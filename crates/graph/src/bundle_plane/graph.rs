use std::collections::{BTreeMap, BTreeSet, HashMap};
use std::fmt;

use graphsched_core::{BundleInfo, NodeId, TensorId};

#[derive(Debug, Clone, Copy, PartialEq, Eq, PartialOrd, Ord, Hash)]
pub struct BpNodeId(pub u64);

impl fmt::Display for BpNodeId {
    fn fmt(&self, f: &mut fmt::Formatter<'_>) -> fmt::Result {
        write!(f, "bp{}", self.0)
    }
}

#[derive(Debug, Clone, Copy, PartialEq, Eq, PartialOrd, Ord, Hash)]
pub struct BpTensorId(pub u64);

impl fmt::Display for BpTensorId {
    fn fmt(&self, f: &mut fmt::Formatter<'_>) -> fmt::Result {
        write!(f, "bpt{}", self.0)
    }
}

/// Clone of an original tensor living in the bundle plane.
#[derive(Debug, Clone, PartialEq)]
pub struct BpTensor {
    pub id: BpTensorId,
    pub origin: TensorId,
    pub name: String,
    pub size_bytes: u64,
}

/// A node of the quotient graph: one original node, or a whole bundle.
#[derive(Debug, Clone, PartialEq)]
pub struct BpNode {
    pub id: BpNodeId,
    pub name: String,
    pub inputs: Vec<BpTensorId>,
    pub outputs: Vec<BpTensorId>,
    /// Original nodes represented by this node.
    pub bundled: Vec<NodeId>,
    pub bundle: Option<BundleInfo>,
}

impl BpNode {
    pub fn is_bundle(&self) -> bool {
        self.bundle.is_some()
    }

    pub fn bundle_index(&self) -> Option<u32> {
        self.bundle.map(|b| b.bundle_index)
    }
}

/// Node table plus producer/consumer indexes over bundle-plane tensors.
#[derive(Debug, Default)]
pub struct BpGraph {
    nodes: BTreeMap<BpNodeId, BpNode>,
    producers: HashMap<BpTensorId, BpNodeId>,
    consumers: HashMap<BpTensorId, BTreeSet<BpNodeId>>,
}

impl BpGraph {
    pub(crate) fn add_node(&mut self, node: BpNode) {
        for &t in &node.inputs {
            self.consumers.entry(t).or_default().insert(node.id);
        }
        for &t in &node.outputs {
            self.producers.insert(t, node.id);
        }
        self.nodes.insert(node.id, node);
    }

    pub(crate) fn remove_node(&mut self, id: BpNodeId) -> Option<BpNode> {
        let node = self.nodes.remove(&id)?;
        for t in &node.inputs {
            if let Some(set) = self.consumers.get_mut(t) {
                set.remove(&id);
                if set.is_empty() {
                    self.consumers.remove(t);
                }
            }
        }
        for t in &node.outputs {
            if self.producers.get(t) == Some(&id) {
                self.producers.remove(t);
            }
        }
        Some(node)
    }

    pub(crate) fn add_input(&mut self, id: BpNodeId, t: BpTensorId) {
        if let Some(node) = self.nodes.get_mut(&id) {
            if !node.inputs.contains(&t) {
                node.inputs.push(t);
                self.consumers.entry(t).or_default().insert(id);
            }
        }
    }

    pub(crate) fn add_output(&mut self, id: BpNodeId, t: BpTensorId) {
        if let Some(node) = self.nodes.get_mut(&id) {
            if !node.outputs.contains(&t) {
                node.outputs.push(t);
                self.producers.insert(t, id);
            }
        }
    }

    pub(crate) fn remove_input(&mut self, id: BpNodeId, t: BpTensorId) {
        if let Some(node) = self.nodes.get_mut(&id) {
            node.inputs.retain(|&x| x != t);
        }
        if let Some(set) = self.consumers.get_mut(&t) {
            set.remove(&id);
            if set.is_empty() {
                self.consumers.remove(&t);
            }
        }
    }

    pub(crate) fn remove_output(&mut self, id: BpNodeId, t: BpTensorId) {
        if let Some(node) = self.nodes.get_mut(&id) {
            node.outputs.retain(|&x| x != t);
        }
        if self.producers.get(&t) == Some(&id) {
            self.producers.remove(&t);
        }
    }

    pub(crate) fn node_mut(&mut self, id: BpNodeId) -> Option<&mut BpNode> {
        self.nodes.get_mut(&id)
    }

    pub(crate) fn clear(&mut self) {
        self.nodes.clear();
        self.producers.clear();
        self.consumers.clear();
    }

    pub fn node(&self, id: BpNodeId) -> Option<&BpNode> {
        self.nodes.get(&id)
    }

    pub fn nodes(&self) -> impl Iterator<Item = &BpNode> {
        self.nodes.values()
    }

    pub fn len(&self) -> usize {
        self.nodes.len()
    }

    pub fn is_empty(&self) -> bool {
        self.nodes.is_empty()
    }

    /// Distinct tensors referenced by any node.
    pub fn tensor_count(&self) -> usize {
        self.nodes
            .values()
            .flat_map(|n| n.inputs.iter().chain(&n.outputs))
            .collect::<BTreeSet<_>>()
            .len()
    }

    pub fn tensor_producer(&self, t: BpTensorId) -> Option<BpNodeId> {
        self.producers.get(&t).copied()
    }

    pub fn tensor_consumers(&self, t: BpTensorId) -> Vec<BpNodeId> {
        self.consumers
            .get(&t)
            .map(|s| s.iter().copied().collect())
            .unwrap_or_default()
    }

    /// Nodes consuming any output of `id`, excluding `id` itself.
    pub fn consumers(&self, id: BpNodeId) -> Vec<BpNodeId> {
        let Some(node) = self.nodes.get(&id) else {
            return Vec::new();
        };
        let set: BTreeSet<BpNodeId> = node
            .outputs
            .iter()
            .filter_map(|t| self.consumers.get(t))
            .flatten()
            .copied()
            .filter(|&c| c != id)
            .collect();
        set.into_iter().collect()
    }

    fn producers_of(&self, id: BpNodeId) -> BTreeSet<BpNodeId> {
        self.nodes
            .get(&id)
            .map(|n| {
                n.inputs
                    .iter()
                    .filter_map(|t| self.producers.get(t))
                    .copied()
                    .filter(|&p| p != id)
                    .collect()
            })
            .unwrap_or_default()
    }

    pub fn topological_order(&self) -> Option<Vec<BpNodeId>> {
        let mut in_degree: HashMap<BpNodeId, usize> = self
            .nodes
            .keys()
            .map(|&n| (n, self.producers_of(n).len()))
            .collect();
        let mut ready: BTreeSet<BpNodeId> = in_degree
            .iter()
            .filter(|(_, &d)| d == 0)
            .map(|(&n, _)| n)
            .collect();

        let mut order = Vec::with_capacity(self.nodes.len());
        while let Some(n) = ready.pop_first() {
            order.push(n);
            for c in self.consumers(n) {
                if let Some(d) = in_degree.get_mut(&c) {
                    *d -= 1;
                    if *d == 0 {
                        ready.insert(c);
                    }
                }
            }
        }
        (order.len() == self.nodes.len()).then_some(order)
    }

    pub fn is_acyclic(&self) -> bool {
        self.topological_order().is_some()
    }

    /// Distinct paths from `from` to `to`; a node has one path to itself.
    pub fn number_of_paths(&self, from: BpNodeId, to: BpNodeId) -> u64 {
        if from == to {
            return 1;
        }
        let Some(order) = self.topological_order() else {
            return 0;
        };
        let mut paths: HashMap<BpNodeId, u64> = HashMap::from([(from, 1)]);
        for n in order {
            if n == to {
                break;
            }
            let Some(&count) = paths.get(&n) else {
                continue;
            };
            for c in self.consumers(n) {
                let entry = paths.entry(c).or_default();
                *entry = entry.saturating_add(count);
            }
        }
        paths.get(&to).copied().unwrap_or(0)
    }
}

────

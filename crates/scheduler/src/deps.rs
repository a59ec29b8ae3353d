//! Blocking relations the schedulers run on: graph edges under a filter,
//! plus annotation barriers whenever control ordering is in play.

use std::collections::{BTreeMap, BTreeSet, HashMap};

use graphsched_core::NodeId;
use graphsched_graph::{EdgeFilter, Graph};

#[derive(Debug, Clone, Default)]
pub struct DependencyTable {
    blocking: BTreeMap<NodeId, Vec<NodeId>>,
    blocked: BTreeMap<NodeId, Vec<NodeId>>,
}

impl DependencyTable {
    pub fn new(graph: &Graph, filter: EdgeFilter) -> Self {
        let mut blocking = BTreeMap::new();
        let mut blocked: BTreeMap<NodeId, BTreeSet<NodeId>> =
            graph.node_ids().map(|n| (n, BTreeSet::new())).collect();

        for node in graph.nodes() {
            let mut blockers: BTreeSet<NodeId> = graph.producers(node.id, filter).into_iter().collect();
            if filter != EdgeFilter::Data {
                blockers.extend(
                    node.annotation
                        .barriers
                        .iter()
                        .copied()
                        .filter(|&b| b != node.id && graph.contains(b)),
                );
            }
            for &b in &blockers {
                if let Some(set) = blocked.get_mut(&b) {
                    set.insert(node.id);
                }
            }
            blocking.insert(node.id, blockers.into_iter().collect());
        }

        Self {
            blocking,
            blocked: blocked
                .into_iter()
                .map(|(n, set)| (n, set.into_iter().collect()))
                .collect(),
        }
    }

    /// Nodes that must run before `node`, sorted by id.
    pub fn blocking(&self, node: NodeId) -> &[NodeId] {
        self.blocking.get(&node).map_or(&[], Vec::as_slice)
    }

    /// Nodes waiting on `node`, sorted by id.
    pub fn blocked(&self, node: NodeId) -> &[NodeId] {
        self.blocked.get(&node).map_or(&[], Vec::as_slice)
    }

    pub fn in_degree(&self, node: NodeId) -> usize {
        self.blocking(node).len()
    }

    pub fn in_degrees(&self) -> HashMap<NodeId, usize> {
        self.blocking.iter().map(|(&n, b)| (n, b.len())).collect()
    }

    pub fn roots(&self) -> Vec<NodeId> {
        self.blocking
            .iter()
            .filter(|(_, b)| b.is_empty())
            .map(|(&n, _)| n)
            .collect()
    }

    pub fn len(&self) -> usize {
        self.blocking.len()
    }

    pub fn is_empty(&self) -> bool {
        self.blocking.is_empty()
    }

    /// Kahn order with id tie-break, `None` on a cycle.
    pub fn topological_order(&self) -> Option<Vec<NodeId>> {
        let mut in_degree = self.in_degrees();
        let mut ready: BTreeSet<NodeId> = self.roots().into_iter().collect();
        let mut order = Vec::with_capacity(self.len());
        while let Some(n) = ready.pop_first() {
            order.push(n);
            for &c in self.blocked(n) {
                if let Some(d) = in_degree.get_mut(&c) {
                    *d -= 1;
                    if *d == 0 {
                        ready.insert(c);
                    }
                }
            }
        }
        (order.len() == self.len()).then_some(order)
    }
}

────

Task directions
Each line of the material that contains the string "entry" has to be copied out.

Response area
            self.consumers.entry(t).or_default().insert(node.id);
                self.consumers.entry(t).or_default().insert(id);
                let entry = paths.entry(c).or_default();
                *entry = entry.saturating_add(count);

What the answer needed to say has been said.